Actually, that appellation is a bit wobbly. There’s no actual tree but, rather, something even more spectacular: a huge outline of a tree covering miles of other trees on nearby Mt. Ingino, which is then illuminated by over 700 lights. I’ve visited Gubbio twice but only in the summer; I’ve never experienced this event personally. But even pictures of the tree exude a sense of awe and wonder—and community—which stir the Christmas spirit within you.

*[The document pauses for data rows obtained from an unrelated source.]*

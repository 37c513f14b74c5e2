use super::*;
use crate::models::Visibility;
use crate::repo::{count_posts, create_post, PostFilter};
use crate::test_utils::{setup_test_db, TEST_PASSWORD};
use crate::models::NewPost;

#[test]
fn test_create_and_get_user() {
    let pool = setup_test_db();

    let user = create_user(&pool, "alice", "alice@example.com", TEST_PASSWORD).unwrap();
    assert_eq!(user.get_username(), "alice");
    assert_ne!(user.get_password_hash(), TEST_PASSWORD);

    let by_id = get_user(&pool, user.get_id()).unwrap().unwrap();
    assert_eq!(by_id, user);

    let by_name = get_user_by_username(&pool, "alice").unwrap().unwrap();
    assert_eq!(by_name.get_id(), user.get_id());
}

#[test]
fn test_duplicate_username_fails() {
    let pool = setup_test_db();
    create_user(&pool, "alice", "", TEST_PASSWORD).unwrap();
    let result = create_user(&pool, "alice", "", TEST_PASSWORD);
    let err = result.unwrap_err();
    assert!(is_unique_violation(&err), "unexpected error: {err:#}");
}

#[test]
fn test_other_errors_are_not_unique_violations() {
    assert!(!is_unique_violation(&anyhow::anyhow!("something else")));
    assert!(!is_unique_violation(&anyhow::Error::from(diesel::result::Error::NotFound)));
}

#[test]
fn test_authenticate() {
    let pool = setup_test_db();
    create_user(&pool, "alice", "", TEST_PASSWORD).unwrap();

    assert!(authenticate(&pool, "alice", TEST_PASSWORD).unwrap().is_some());
    assert!(authenticate(&pool, "alice", "wrong password").unwrap().is_none());
    assert!(authenticate(&pool, "nobody", TEST_PASSWORD).unwrap().is_none());
}

#[test]
fn test_list_and_count_users() {
    let pool = setup_test_db();
    create_user(&pool, "zed", "", TEST_PASSWORD).unwrap();
    create_user(&pool, "amy", "", TEST_PASSWORD).unwrap();

    let names: Vec<_> = list_users(&pool).unwrap().iter().map(|u| u.get_username()).collect();
    assert_eq!(names, vec!["amy", "zed"]);
    assert_eq!(count_users(&pool).unwrap(), 2);
}

#[test]
fn test_delete_user_cascades_to_posts() {
    let pool = setup_test_db();
    let user = create_user(&pool, "alice", "", TEST_PASSWORD).unwrap();
    create_post(
        &pool,
        NewPost::new(user.get_id(), Visibility::Public, "t".to_string(), "c".to_string(), None),
        &["rust".to_string()],
    )
    .unwrap();

    assert!(delete_user(&pool, user.get_id()).unwrap());
    assert!(get_user(&pool, user.get_id()).unwrap().is_none());
    assert_eq!(count_posts(&pool, &PostFilter::public()).unwrap(), 0);
    assert!(!delete_user(&pool, user.get_id()).unwrap());
}
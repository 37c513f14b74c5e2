use chrono::{DateTime, NaiveDateTime, Utc};
use diesel::prelude::*;
use serde::{Deserialize, Serialize};

/// Represents an account that can author posts
#[derive(Queryable, Selectable, Identifiable, Debug, Clone, PartialEq, Eq, Serialize, Deserialize)]
#[diesel(table_name = crate::schema::users)]
#[diesel(check_for_backend(diesel::sqlite::Sqlite))]
pub struct User {
    /// Database-assigned identifier
    id: i32,

    /// Unique login name, also used in author URLs
    username: String,

    /// Contact address (may be empty)
    email: String,

    /// Argon2 PHC string; never serialized
    #[serde(skip_serializing, default)]
    password_hash: String,

    /// When the account was created
    date_joined: NaiveDateTime,
}

impl User {
    /// Creates a user with all fields specified
    pub fn new_with_fields(
        id: i32,
        username: String,
        email: String,
        password_hash: String,
        date_joined: DateTime<Utc>,
    ) -> Self {
        Self {
            id,
            username,
            email,
            password_hash,
            date_joined: date_joined.naive_utc(),
        }
    }

    pub fn get_id(&self) -> i32 {
        self.id
    }

    pub fn get_username(&self) -> String {
        self.username.clone()
    }

    pub fn get_email(&self) -> String {
        self.email.clone()
    }

    pub fn get_password_hash(&self) -> &str {
        &self.password_hash
    }

    pub fn get_date_joined(&self) -> DateTime<Utc> {
        DateTime::from_naive_utc_and_offset(self.date_joined, Utc)
    }
}

/// Insertable form of [`User`]; the id is assigned by SQLite
#[derive(Insertable, Debug, Clone)]
#[diesel(table_name = crate::schema::users)]
pub struct NewUser {
    pub username: String,
    pub email: String,
    pub password_hash: String,
    pub date_joined: NaiveDateTime,
}

impl NewUser {
    pub fn new(username: String, email: String, password_hash: String) -> Self {
        Self {
            username,
            email,
            password_hash,
            date_joined: Utc::now().naive_utc(),
        }
    }
}

#[cfg(test)]
mod tests {
    use super::*;

    #[test]
    fn test_password_hash_is_not_serialized() {
        let user = User::new_with_fields(
            1,
            "alice".to_string(),
            "alice@example.com".to_string(),
            "$argon2id$secret".to_string(),
            Utc::now(),
        );

        let json = serde_json::to_value(&user).unwrap();
        assert_eq!(json["username"], "alice");
        assert!(json.get("password_hash").is_none());
    }

    #[test]
    fn test_new_user_timestamp_is_recent() {
        let new_user = NewUser::new("bob".to_string(), String::new(), "hash".to_string());
        let diff = Utc::now().naive_utc() - new_user.date_joined;
        assert!(diff.num_seconds() < 1);
    }
}
use axum::response::Html;
use tracing::{debug, info};

use crate::db::DbPool;
use crate::dto::{FormErrors, PostForm};
use crate::errors::AppError;
use crate::media;
use crate::models::{NewPost, Post, PostSummary, User, Visibility};
use crate::pagination::{Paginator, POSTS_PER_PAGE};
use crate::render::{self, ListView};
use crate::repo::{self, PostChanges, PostFilter};
use crate::stats::{most_common, COMMON_TAGS};
use crate::SiteSettings;

/// Route parameters that should be ids; anything else is a missing page
///
/// Only plain digits count, so `+5` or ` 5` are not aliases of `5`.
pub(crate) fn parse_pk(raw: &str) -> Result<i32, AppError> {
    if raw.is_empty() || !raw.bytes().all(|b| b.is_ascii_digit()) {
        return Err(AppError::NotFound);
    }
    raw.parse().map_err(|_| AppError::NotFound)
}

/// What one full listing page shows
pub(crate) struct ListRequest<'a> {
    pub title: &'a str,
    pub heading: Option<String>,
    pub filter: PostFilter,
    pub base_url: &'a str,
    pub raw_page: Option<&'a str>,
}

/// Author whose tags the common tags box counts
///
/// Public pages always show the site-wide favourites. Private pages only
/// count the viewer's own posts.
pub(crate) fn common_tags_scope(filter: &PostFilter) -> Option<i32> {
    match filter.visibility {
        Visibility::Public => None,
        Visibility::Private => filter.author_id,
    }
}

/// Renders a page of posts with the most common tags
pub(crate) fn render_full_list(pool: &DbPool, user: Option<&User>, list: ListRequest) -> Result<Html<String>, AppError> {
    let count = repo::count_posts(pool, &list.filter)?;
    let page = Paginator::new(count, POSTS_PER_PAGE).page(list.raw_page)?;
    let posts = repo::list_posts(pool, &list.filter, page.offset(), page.limit())?;
    let common_tags = most_common(
        repo::tag_counts(pool, list.filter.visibility, common_tags_scope(&list.filter))?,
        COMMON_TAGS,
    );
    debug!("Rendering page {} of {}", page.number(), page.num_pages());

    Ok(render::post_list(
        user,
        &ListView {
            title: list.title,
            heading: list.heading,
            intro: String::new(),
            posts: &posts,
            page: &page,
            base_url: list.base_url,
            query: Vec::new(),
            common_tags: &common_tags,
            visibility: list.filter.visibility,
        },
    ))
}

/// Loads a post that `user` may read under the given URL space
///
/// Posts of the other visibility and other users' private posts are
/// reported as missing.
pub(crate) fn load_visible_post(
    pool: &DbPool,
    post_id: i32,
    visibility: Visibility,
    user: Option<&User>,
) -> Result<PostSummary, AppError> {
    let summary = repo::get_post_summary(pool, post_id)?.ok_or(AppError::NotFound)?;
    let post = &summary.post;

    if post.get_visibility() != visibility {
        return Err(AppError::NotFound);
    }
    if post.is_private() && user.map(User::get_id) != Some(post.get_author_id()) {
        return Err(AppError::NotFound);
    }
    Ok(summary)
}

/// Loads a post `user` may edit or delete
pub(crate) fn load_owned_post(
    pool: &DbPool,
    post_id: i32,
    visibility: Visibility,
    user: &User,
) -> Result<PostSummary, AppError> {
    let summary = load_visible_post(pool, post_id, visibility, Some(user))?;
    if summary.post.get_author_id() != user.get_id() {
        return Err(AppError::Forbidden);
    }
    Ok(summary)
}

/// Validates a submitted post form and writes it
///
/// With `existing`, the post is updated in place and keeps its author,
/// visibility and date; otherwise a new post is created for `user`.
///
/// ### Returns
///
/// The saved post, or the form errors to show when the form is invalid
pub(crate) async fn save_post_form(
    pool: &DbPool,
    settings: &SiteSettings,
    user: &User,
    visibility: Visibility,
    existing: Option<&PostSummary>,
    form: &PostForm,
) -> Result<Result<Post, FormErrors>, AppError> {
    let errors = form.validate();
    if !errors.is_empty() {
        debug!("Post form rejected: {:?}", errors);
        return Ok(Err(errors));
    }

    let image = match &form.image {
        Some(upload) => Some(media::save_image(&settings.media_dir, &upload.filename, &upload.data).await?),
        None if form.clear_image => Some(String::new()),
        None => None,
    };
    let tags = form.tag_names();

    let post = match existing {
        Some(summary) => {
            let changes = PostChanges {
                title: Some(form.clean_title()),
                content: Some(form.clean_content()),
                image,
            };
            repo::update_post(pool, summary.post.get_id(), changes, Some(&tags))?
        }
        None => {
            let new_post = NewPost::new(
                user.get_id(),
                visibility,
                form.clean_title(),
                form.clean_content(),
                image.filter(|path| !path.is_empty()),
            );
            repo::create_post(pool, new_post, &tags)?
        }
    };

    info!("Saved post {} for user {}", post.get_id(), user.get_id());
    Ok(Ok(post))
}
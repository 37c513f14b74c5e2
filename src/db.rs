use diesel::connection::SimpleConnection;
use diesel::r2d2::ConnectionManager;
use diesel::sqlite::SqliteConnection;
use r2d2::{CustomizeConnection, Pool};

pub type DbPool = Pool<ConnectionManager<SqliteConnection>>;

/// Per-connection SQLite settings applied when the pool opens a connection
///
/// Cascading deletes rely on `foreign_keys`, which SQLite tracks per
/// connection rather than per database file.
#[derive(Debug, Clone, Copy)]
pub struct ConnectionOptions {
    pub busy_timeout_ms: u32,
}

impl Default for ConnectionOptions {
    fn default() -> Self {
        Self { busy_timeout_ms: 5000 }
    }
}

impl CustomizeConnection<SqliteConnection, diesel::r2d2::Error> for ConnectionOptions {
    fn on_acquire(&self, conn: &mut SqliteConnection) -> Result<(), diesel::r2d2::Error> {
        conn.batch_execute(&format!(
            "PRAGMA foreign_keys = ON; PRAGMA busy_timeout = {};",
            self.busy_timeout_ms
        ))
        .map_err(diesel::r2d2::Error::QueryError)
    }
}

/// Builds the connection pool for the given SQLite URL
pub fn init_pool(database_url: &str) -> Result<DbPool, r2d2::Error> {
    let manager = ConnectionManager::<SqliteConnection>::new(database_url);
    Pool::builder()
        .connection_customizer(Box::new(ConnectionOptions::default()))
        .build(manager)
}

For more behind-the-scenes details on Gubbio’s amazing tree, click on the link below:

https://lifeinitaly.com/gubbio-lights-up-the-worlds-largest-christmas-tree/

On this side of the Atlantic, Italian Americans once had an annual event which made them glow, too: Perry (Pierino) Como’s Christmas Special

In a piece called “Growing Up with Perry Como,” writer Lorenzo Carcaterra (Sleepers) describes a cultural event that was de rigeur for most Italian American families from the 1950s through the early 1990s:

His Latin Ave Maria was our tradition.

“In Italian American homes, watching Perry Como, a barber turned crooner, was a twice-a-year Easter and Christmastime ritual. Italian moms saw him as the complete man—religious, devoted to his wife and family, a gifted singer. Italian fathers sat and watched out of habit, ending up as teary-eyed as their wives when Como hit those Ave Maria high notes. Italian children watched because they had no other choice.

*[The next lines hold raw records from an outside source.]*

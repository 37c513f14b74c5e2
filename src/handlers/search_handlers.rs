use axum::{
    extract::{Query, State},
    response::Html,
    Form,
};
use std::sync::Arc;
use tracing::{info, instrument};

use crate::auth::{CurrentUser, RequireUser};
use crate::db::DbPool;
use crate::dto::{FormErrors, SearchForm, SearchQuery};
use crate::errors::AppError;
use crate::models::User;
use crate::pagination::{Paginator, POSTS_PER_PAGE};
use crate::render::{self, ListView};
use crate::repo::{self, PostFilter};

/// Where a search form posts to, and how its page is headed
struct SearchScope {
    action: &'static str,
    heading: &'static str,
    filter: PostFilter,
}

fn public_scope() -> SearchScope {
    SearchScope {
        action: "/search/",
        heading: "Search posts",
        filter: PostFilter::public(),
    }
}

fn private_scope(user: &User) -> SearchScope {
    SearchScope {
        action: "/private/search/",
        heading: "Search private posts",
        filter: PostFilter::private_for(user.get_id()),
    }
}

fn render_results(
    pool: &DbPool,
    user: Option<&User>,
    scope: &SearchScope,
    term: &str,
    raw_page: Option<&str>,
) -> Result<Html<String>, AppError> {
    let term = term.trim();
    let count = repo::count_search_posts(pool, &scope.filter, term)?;
    let page = Paginator::new(count, POSTS_PER_PAGE).page(raw_page)?;
    let posts = repo::search_posts(pool, &scope.filter, term, page.offset(), page.limit())?;
    info!("Search for {:?} matched {} post(s)", term, count);

    let form = SearchForm { search_term: term.to_string() };
    Ok(render::post_list(
        user,
        &ListView {
            title: "Search",
            heading: Some(format!("Results for \"{term}\"")),
            intro: render::search_form(scope.heading, scope.action, &form, &FormErrors::default()),
            posts: &posts,
            page: &page,
            base_url: scope.action,
            query: vec![("search_term", term.to_string())],
            common_tags: &[],
            visibility: scope.filter.visibility,
        },
    ))
}

/// Shows the empty form, or a results page when the query carries a term
fn show(pool: &DbPool, user: Option<&User>, scope: &SearchScope, query: &SearchQuery) -> Result<Html<String>, AppError> {
    match query.search_term.as_deref().filter(|t| !t.trim().is_empty()) {
        Some(term) => render_results(pool, user, scope, term, query.page.as_deref()),
        None => Ok(render::search_page(
            user,
            scope.heading,
            scope.action,
            &SearchForm::default(),
            &FormErrors::default(),
        )),
    }
}

/// Shows the first page of results, or the form with its errors
fn submit(pool: &DbPool, user: Option<&User>, scope: &SearchScope, form: &SearchForm) -> Result<Html<String>, AppError> {
    let errors = form.validate();
    if !errors.is_empty() {
        return Ok(render::search_page(user, scope.heading, scope.action, form, &errors));
    }
    render_results(pool, user, scope, &form.search_term, None)
}

/// Handler for the public search page
///
/// This function handles GET requests to `/search/`. Pagination links
/// carry the term as `?search_term=...&page=N`.
#[instrument(skip(pool, user))]
pub async fn search_handler(
    State(pool): State<Arc<DbPool>>,
    CurrentUser(user): CurrentUser,
    Query(query): Query<SearchQuery>,
) -> Result<Html<String>, AppError> {
    show(&pool, user.as_ref(), &public_scope(), &query)
}

/// Handler for a submitted public search
///
/// This function handles POST requests to `/search/`.
#[instrument(skip(pool, user))]
pub async fn search_submit_handler(
    State(pool): State<Arc<DbPool>>,
    CurrentUser(user): CurrentUser,
    Form(form): Form<SearchForm>,
) -> Result<Html<String>, AppError> {
    submit(&pool, user.as_ref(), &public_scope(), &form)
}

/// Handler for searching the user's own private posts
///
/// This function handles GET requests to `/private/search/`.
#[instrument(skip(pool, user))]
pub async fn private_search_handler(
    State(pool): State<Arc<DbPool>>,
    RequireUser(user): RequireUser,
    Query(query): Query<SearchQuery>,
) -> Result<Html<String>, AppError> {
    show(&pool, Some(&user), &private_scope(&user), &query)
}

/// Handler for a submitted private search
///
/// This function handles POST requests to `/private/search/`.
#[instrument(skip(pool, user))]
pub async fn private_search_submit_handler(
    State(pool): State<Arc<DbPool>>,
    RequireUser(user): RequireUser,
    Form(form): Form<SearchForm>,
) -> Result<Html<String>, AppError> {
    submit(&pool, Some(&user), &private_scope(&user), &form)
}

He appeared on screen, surrounded by well-lit trees and fake falling snow, the sounds of an off-camera chorus filling the room—a dignified, white-haired old man with a gentle face and cream-colored sweater.”

Many decades later, now grown and married and with children of his own, Carcaterra laments the passing both of time and this much-honored tradition:

“I think of Perry Como during the holidays. I even tried getting my own family to watch the special this past Christmas—without much success. My German/WASP wife prefers Lou Reed, Dave Edmonds, or Waylon Jennings, three very definite non-Como holiday guests. It took me an entire year to get my five-year-old daughter, Kate, to appreciate The Three Stooges, so Como would be a definite stretch. My nine-month-old son, Nick, would rather chew the edge of a dining-room chair.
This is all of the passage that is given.